No final do ano passado, a escola teve problemas bem emblemáticos com a violência. Como foi?

Tudo começou no dia 25 de dezembro, a própria Guarda Municipal entrou em contato. Invadiram a escola, mexeram nas salas, nos brinquedos, mas não chegaram a levar nada. No dia 26, entraram e roubaram ventiladores, televisores. Nesse dia entraram na sala da administração, derrubaram tudo, levaram o que tinha para ser levado. Só deixaram os papéis.

Ali por esses dias uma vizinha ligou à tarde para diretora falando que viu alguém dentro da escola passando as coisas pelo muro. A diretora chegou e o cara ainda estava dentro da escola. Ela ficou escondida até a Guarda Municipal chegar. Ele estava passando pelo portão uma televisão e um computador. Parece que nesse caso ele estava sozinho, mas o normal é que alguém fique com o celular do lado de fora informando a movimentação.

No fim do ano, eles fizeram festas, picharam as paredes e colocaram fogo nas cortinas. Eles entram muito na escola no recesso de dezembro. Mexem nos armários, nas bíblias, nos cadernos, nos jogos, bagunçam e vão embora. As primeiras vezes foram assim. Entrávamos na escola e a porta estava aberta, uma janela, salas mexidas, mas não levavam nada. Acho que viram como é fácil e depois virou esse caos.

Nos últimos meses, a Guarda Municipal aumentou a ronda na escola?
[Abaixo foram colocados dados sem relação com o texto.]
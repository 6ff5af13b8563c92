//! Field-alias tables for every normalized entity.
//!
//! camelCase spellings come first unless noted. The one deliberate exception
//! is [`SESSION_IS_TOURNAMENT`], where the snake_case key wins when both are
//! present.

use crate::raw::FieldAliases;

// ---- Member ----

pub const MEMBER_ID: FieldAliases = FieldAliases::new("memberId", &["memberId", "member_id", "id"]);
pub const MEMBER_DISPLAY_NAME: FieldAliases =
    FieldAliases::new("displayName", &["displayName", "display_name", "name"]);
pub const MEMBER_IS_GUEST: FieldAliases = FieldAliases::new("isGuest", &["isGuest", "is_guest"]);

/// Keys accepted on a member record without a drift warning.
pub const MEMBER_FIELDS: &[FieldAliases] = &[
    MEMBER_ID,
    MEMBER_DISPLAY_NAME,
    MEMBER_IS_GUEST,
    FieldAliases::new("accountId", &["accountId", "account_id"]),
    FieldAliases::new("memberNumber", &["memberNumber", "member_number"]),
];

// ---- Group ----

pub const GROUP_ID: FieldAliases = FieldAliases::new("id", &["id", "groupId", "group_id"]);
/// Group id when the group is flattened onto its owner (session or entry),
/// whose own `id` must not be mistaken for the group's.
pub const GROUP_ID_ON_OWNER: FieldAliases = FieldAliases::new("id", &["groupId", "group_id"]);
pub const GROUP_PLAYERS: FieldAliases =
    FieldAliases::new("players", &["players", "participants", "members"]);
pub const GROUP_TYPE: FieldAliases = FieldAliases::new("type", &["type", "groupType", "group_type"]);
pub const GROUP_TYPE_ON_OWNER: FieldAliases =
    FieldAliases::new("type", &["groupType", "group_type"]);
pub const NESTED_GROUP: FieldAliases = FieldAliases::new("group", &["group"]);

// ---- Session ----

pub const SESSION_ID: FieldAliases = FieldAliases::new("id", &["id", "sessionId", "session_id"]);
pub const SESSION_COURT_NUMBER: FieldAliases =
    FieldAliases::new("courtNumber", &["courtNumber", "court_number"]);
pub const SESSION_STARTED_AT: FieldAliases =
    FieldAliases::new("startedAt", &["startedAt", "started_at", "startTime", "start_time"]);
pub const SESSION_SCHEDULED_END_AT: FieldAliases = FieldAliases::new(
    "scheduledEndAt",
    &["scheduledEndAt", "scheduled_end_at", "scheduledEndTime", "scheduled_end_time"],
);
pub const SESSION_ACTUAL_END_AT: FieldAliases =
    FieldAliases::new("actualEndAt", &["actualEndAt", "actual_end_at", "endedAt", "ended_at"]);
pub const SESSION_END_REASON: FieldAliases =
    FieldAliases::new("endReason", &["endReason", "end_reason"]);
/// snake_case wins over camelCase for this field.
pub const SESSION_IS_TOURNAMENT: FieldAliases =
    FieldAliases::new("isTournament", &["is_tournament", "isTournament"]);

// ---- Block ----

pub const BLOCK_ID: FieldAliases = FieldAliases::new("id", &["id", "blockId", "block_id"]);
pub const BLOCK_COURT_NUMBER: FieldAliases =
    FieldAliases::new("courtNumber", &["courtNumber", "court_number"]);
pub const BLOCK_STARTS_AT: FieldAliases =
    FieldAliases::new("startsAt", &["startsAt", "starts_at", "startTime", "start_time"]);
pub const BLOCK_ENDS_AT: FieldAliases =
    FieldAliases::new("endsAt", &["endsAt", "ends_at", "endTime", "end_time"]);
pub const BLOCK_REASON: FieldAliases =
    FieldAliases::new("reason", &["reason", "title", "description"]);

// ---- Court ----

pub const COURT_ID: FieldAliases = FieldAliases::new("id", &["id", "courtId", "court_id"]);
pub const COURT_NUMBER: FieldAliases =
    FieldAliases::new("number", &["number", "courtNumber", "court_number"]);
pub const COURT_STATUS: FieldAliases = FieldAliases::new("status", &["status"]);
pub const COURT_IS_OCCUPIED: FieldAliases =
    FieldAliases::new("isOccupied", &["isOccupied", "is_occupied"]);
pub const COURT_IS_BLOCKED: FieldAliases =
    FieldAliases::new("isBlocked", &["isBlocked", "is_blocked"]);
pub const COURT_IS_OVERTIME: FieldAliases =
    FieldAliases::new("isOvertime", &["isOvertime", "is_overtime"]);
pub const COURT_IS_TOURNAMENT: FieldAliases =
    FieldAliases::new("isTournament", &["isTournament", "is_tournament"]);
pub const NESTED_SESSION: FieldAliases = FieldAliases::new("session", &["session"]);
pub const NESTED_BLOCK: FieldAliases = FieldAliases::new("block", &["block"]);

// ---- Court, flattened (RPC-style) session and block columns ----

pub const FLAT_SESSION_ID: FieldAliases =
    FieldAliases::new("session.id", &["session_id", "sessionId"]);
pub const FLAT_SESSION_STARTED_AT: FieldAliases =
    FieldAliases::new("session.startedAt", &["started_at", "session_started_at"]);
pub const FLAT_SESSION_SCHEDULED_END_AT: FieldAliases = FieldAliases::new(
    "session.scheduledEndAt",
    &["scheduled_end_at", "session_scheduled_end_at"],
);
pub const FLAT_SESSION_ACTUAL_END_AT: FieldAliases =
    FieldAliases::new("session.actualEndAt", &["actual_end_at", "session_actual_end_at"]);
pub const FLAT_SESSION_END_REASON: FieldAliases =
    FieldAliases::new("session.endReason", &["end_reason", "session_end_reason"]);
pub const FLAT_SESSION_IS_TOURNAMENT: FieldAliases =
    FieldAliases::new("session.isTournament", &["is_tournament", "isTournament"]);
pub const FLAT_SESSION_PLAYERS: FieldAliases =
    FieldAliases::new("session.group.players", &["participants", "players"]);
pub const FLAT_SESSION_GROUP_ID: FieldAliases =
    FieldAliases::new("session.group.id", &["group_id", "session_group_id"]);
pub const FLAT_SESSION_GROUP_TYPE: FieldAliases =
    FieldAliases::new("session.group.type", &["group_type", "session_group_type"]);

pub const FLAT_BLOCK_ID: FieldAliases = FieldAliases::new("block.id", &["block_id", "blockId"]);
pub const FLAT_BLOCK_STARTS_AT: FieldAliases =
    FieldAliases::new("block.startsAt", &["block_starts_at", "blockStartsAt"]);
pub const FLAT_BLOCK_ENDS_AT: FieldAliases =
    FieldAliases::new("block.endsAt", &["block_ends_at", "blockEndsAt"]);
pub const FLAT_BLOCK_REASON: FieldAliases =
    FieldAliases::new("block.reason", &["block_reason", "block_title", "blockReason"]);

// ---- Waitlist entry ----

pub const WAITLIST_ID: FieldAliases = FieldAliases::new("id", &["id", "entryId", "entry_id"]);
pub const WAITLIST_POSITION: FieldAliases =
    FieldAliases::new("position", &["position", "queuePosition", "queue_position"]);
pub const WAITLIST_JOINED_AT: FieldAliases =
    FieldAliases::new("joinedAt", &["joinedAt", "joined_at", "createdAt", "created_at"]);
pub const WAITLIST_MINUTES_WAITING: FieldAliases =
    FieldAliases::new("minutesWaiting", &["minutesWaiting", "minutes_waiting"]);
pub const WAITLIST_ESTIMATED_COURT_TIME: FieldAliases =
    FieldAliases::new("estimatedCourtTime", &["estimatedCourtTime", "estimated_court_time"]);
pub const WAITLIST_STATUS: FieldAliases = FieldAliases::new("status", &["status"]);
pub const WAITLIST_DEFERRED: FieldAliases =
    FieldAliases::new("deferred", &["deferred", "isDeferred", "is_deferred"]);

// ---- Board ----

pub const BOARD_SERVER_NOW: FieldAliases =
    FieldAliases::new("serverNow", &["serverNow", "server_now"]);
pub const BOARD_COURTS: FieldAliases = FieldAliases::new("courts", &["courts"]);
pub const BOARD_WAITLIST: FieldAliases =
    FieldAliases::new("waitlist", &["waitlist", "waitingGroups", "waiting_groups"]);

#[cfg(test)]
mod tests {
    use super::*;

    #[test]
    fn tournament_flag_prefers_snake_case() {
        assert_eq!(SESSION_IS_TOURNAMENT.keys[0], "is_tournament");
    }

    #[test]
    fn owner_group_aliases_exclude_plain_id() {
        assert!(!GROUP_ID_ON_OWNER.keys.contains(&"id"));
        assert!(!GROUP_TYPE_ON_OWNER.keys.contains(&"type"));
    }

    #[test]
    fn every_table_has_candidates() {
        for table in MEMBER_FIELDS {
            assert!(!table.keys.is_empty(), "{} has no keys", table.field);
        }
    }
}
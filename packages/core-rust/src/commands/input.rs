//! Structural reader for raw UI input.
//!
//! Every accessor records an issue instead of failing, so a builder reports
//! all problems in one error.

use serde_json::{Map, Value};

use super::{CommandValidationError, COMMAND_VERSION};
use crate::clock;
use crate::raw::json_kind;
use crate::schema::Issues;

pub(crate) struct CommandInput<'a> {
    map: Option<&'a Map<String, Value>>,
    issues: Issues,
}

impl<'a> CommandInput<'a> {
    pub(crate) fn new(raw: &'a Value) -> Self {
        let mut issues = Issues::new();
        let map = raw.as_object();
        if map.is_none() {
            issues.push("", format!("Expected object, received {}", json_kind(Some(raw))));
        }
        Self { map, issues }
    }

    fn get(&self, key: &str) -> Option<&'a Value> {
        self.map?.get(key).filter(|v| !v.is_null())
    }

    pub(crate) fn issue(&mut self, path: impl Into<String>, message: impl Into<String>) {
        self.issues.push(path, message);
    }

    pub(crate) fn has_issue_at(&self, path: &str) -> bool {
        self.issues.touches(path)
    }

    /// A present, non-empty (after trimming) string.
    pub(crate) fn required_string(&mut self, key: &str) -> String {
        match self.get(key) {
            Some(Value::String(s)) if !s.trim().is_empty() => s.trim().to_string(),
            Some(Value::String(_)) => {
                self.issue(key, "String must contain at least 1 character(s)");
                String::new()
            }
            Some(other) => {
                self.issue(key, format!("Expected string, received {}", json_kind(Some(other))));
                String::new()
            }
            None if self.map.is_some() => {
                self.issue(key, "Required");
                String::new()
            }
            None => String::new(),
        }
    }

    /// An optional string; blank strings count as absent.
    pub(crate) fn optional_string(&mut self, key: &str) -> Option<String> {
        match self.get(key) {
            Some(Value::String(s)) => Some(s.trim().to_string()).filter(|s| !s.is_empty()),
            Some(other) => {
                self.issue(key, format!("Expected string, received {}", json_kind(Some(other))));
                None
            }
            None => None,
        }
    }

    pub(crate) fn bool_or(&mut self, key: &str, default: bool) -> bool {
        match self.get(key) {
            Some(Value::Bool(b)) => *b,
            Some(other) => {
                self.issue(key, format!("Expected boolean, received {}", json_kind(Some(other))));
                default
            }
            None => default,
        }
    }

    /// A required RFC 3339 timestamp string.
    pub(crate) fn timestamp(&mut self, key: &str) -> String {
        let value = self.required_string(key);
        if !value.is_empty() && clock::parse_instant(&value).is_none() {
            self.issue(key, "Invalid datetime");
        }
        value
    }

    /// A required array.
    pub(crate) fn array(&mut self, key: &str) -> &'a [Value] {
        match self.get(key) {
            Some(Value::Array(items)) => items,
            Some(other) => {
                self.issue(key, format!("Expected array, received {}", json_kind(Some(other))));
                &[]
            }
            None if self.map.is_some() => {
                self.issue(key, "Required");
                &[]
            }
            None => &[],
        }
    }

    /// An optional array of non-blank strings; absent means empty.
    pub(crate) fn string_list(&mut self, key: &str) -> Vec<String> {
        let items = match self.get(key) {
            None => return Vec::new(),
            Some(Value::Array(items)) => items,
            Some(other) => {
                self.issue(key, format!("Expected array, received {}", json_kind(Some(other))));
                return Vec::new();
            }
        };
        let mut list = Vec::with_capacity(items.len());
        for (i, item) in items.iter().enumerate() {
            match item {
                Value::String(s) if !s.trim().is_empty() => list.push(s.trim().to_string()),
                Value::String(_) => {
                    self.issue(format!("{key}.{i}"), "String must contain at least 1 character(s)");
                }
                other => {
                    self.issue(
                        format!("{key}.{i}"),
                        format!("Expected string, received {}", json_kind(Some(other))),
                    );
                }
            }
        }
        list
    }

    /// An optional string tag parsed into an enum.
    pub(crate) fn optional_enum<T>(
        &mut self,
        key: &str,
        allowed: &[&str],
        parse: impl Fn(&str) -> Option<T>,
    ) -> Option<T> {
        let tag = self.optional_string(key)?;
        let parsed = parse(&tag);
        if parsed.is_none() {
            let expected = allowed
                .iter()
                .map(|a| format!("'{a}'"))
                .collect::<Vec<_>>()
                .join(" | ");
            self.issue(
                key,
                format!("Invalid enum value. Expected {expected}, received '{tag}'"),
            );
        }
        parsed
    }

    /// `commandVersion` when supplied must match [`COMMAND_VERSION`].
    pub(crate) fn command_version(&mut self) -> u32 {
        match self.get("commandVersion") {
            None => COMMAND_VERSION,
            Some(v) if v.as_u64() == Some(u64::from(COMMAND_VERSION)) => COMMAND_VERSION,
            Some(v) => {
                self.issue(
                    "commandVersion",
                    format!("Unsupported command version {v}, expected {COMMAND_VERSION}"),
                );
                COMMAND_VERSION
            }
        }
    }

    /// Returns the command when no issue was recorded.
    pub(crate) fn finish<C>(self, command_name: &'static str, command: C) -> Result<C, CommandValidationError> {
        if self.issues.is_empty() {
            Ok(command)
        } else {
            Err(CommandValidationError {
                command: command_name,
                issues: self.issues,
            })
        }
    }
}

/// Reader over one element of an input array, sharing the parent's issue list
/// with a path prefix.
pub(crate) struct ItemInput<'p, 'a> {
    parent: &'p mut CommandInput<'a>,
    prefix: String,
    map: Option<&'a Map<String, Value>>,
}

impl<'p, 'a> ItemInput<'p, 'a> {
    pub(crate) fn new(parent: &'p mut CommandInput<'a>, prefix: String, raw: &'a Value) -> Self {
        let map = raw.as_object();
        if map.is_none() {
            parent.issue(
                prefix.clone(),
                format!("Expected object, received {}", json_kind(Some(raw))),
            );
        }
        Self { parent, prefix, map }
    }

    fn get(&self, key: &str) -> Option<&'a Value> {
        self.map?.get(key).filter(|v| !v.is_null())
    }

    pub(crate) fn issue(&mut self, key: &str, message: impl Into<String>) {
        self.parent.issue(format!("{}.{key}", self.prefix), message);
    }

    pub(crate) fn optional_string(&mut self, key: &str) -> Option<String> {
        match self.get(key) {
            Some(Value::String(s)) => Some(s.trim().to_string()).filter(|s| !s.is_empty()),
            Some(Value::Number(n)) => Some(n.to_string()),
            Some(other) => {
                let message = format!("Expected string, received {}", json_kind(Some(other)));
                self.issue(key, message);
                None
            }
            None => None,
        }
    }

    pub(crate) fn bool_or(&mut self, key: &str, default: bool) -> bool {
        match self.get(key) {
            Some(Value::Bool(b)) => *b,
            Some(other) => {
                let message = format!("Expected boolean, received {}", json_kind(Some(other)));
                self.issue(key, message);
                default
            }
            None => default,
        }
    }
}
use std::time::Duration;

/// Service-level configuration for the board read path and mutation gate.
#[derive(Debug, Clone)]
pub struct ServiceConfig {
    /// Name reported as `service` in normalized error details.
    pub service_name: String,
    /// How long a fetched board is served from cache, in milliseconds.
    pub board_cache_ttl_ms: u64,
    /// Fail a fetch when the normalized board violates the domain schema.
    /// When false, violations are only logged.
    pub strict_domain: bool,
    /// Run preflight checks against the current board before posting a
    /// mutation.
    pub preflight: bool,
    pub log: LogConfig,
}

impl ServiceConfig {
    #[must_use]
    pub fn board_cache_ttl(&self) -> Duration {
        Duration::from_millis(self.board_cache_ttl_ms)
    }
}

impl Default for ServiceConfig {
    fn default() -> Self {
        Self {
            service_name: "courtboard".to_string(),
            board_cache_ttl_ms: 2_000,
            strict_domain: false,
            preflight: true,
            log: LogConfig::default(),
        }
    }
}

/// Tracing subscriber settings.
#[derive(Debug, Clone, PartialEq, Eq)]
pub struct LogConfig {
    /// Default `EnvFilter` directive. `RUST_LOG` overrides it.
    pub filter: String,
    pub format: LogFormat,
}

impl Default for LogConfig {
    fn default() -> Self {
        Self {
            filter: "info".to_string(),
            format: LogFormat::Pretty,
        }
    }
}

#[derive(Debug, Clone, Copy, Default, PartialEq, Eq)]
pub enum LogFormat {
    /// Human-readable output.
    #[default]
    Pretty,
    /// One JSON object per event.
    Json,
}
Existe tocaia?

Eles reforçaram a fiscalização, mas sempre atendem quando chamamos. Mas tocaia não. Chegou a ter, em janeiro. O setor de inteligência da Guarda identificou a nossa escola como alvo fácil depois que levaram todos os computadores. Mas ficaram pouco tempo de campana dentro da escola.

A escola ainda teve um episódio triste com um guarda municipal nos últimos anos.

Foi na época em que o programa Comunidade Escola funcionava aos domingos. Hoje tem outro formato, aos sábados à tarde. Funcionava das 9h até às 17h. Naquele dia, depois do almoço, ele tirou o colete, já era um guarda idoso, ficou sentado ali na frente. Tínhamos guarda 24h por dia na escola nessa época. Uns caras tentaram tirar a arma dele, ele revidou, acabou tomando um tiro e morreu na hora. Tinha campeonato de bets nesse dia. Tivemos que tirar todos os alunos pelo portão dos fundos para não verem o corpo. Foi bem complicado.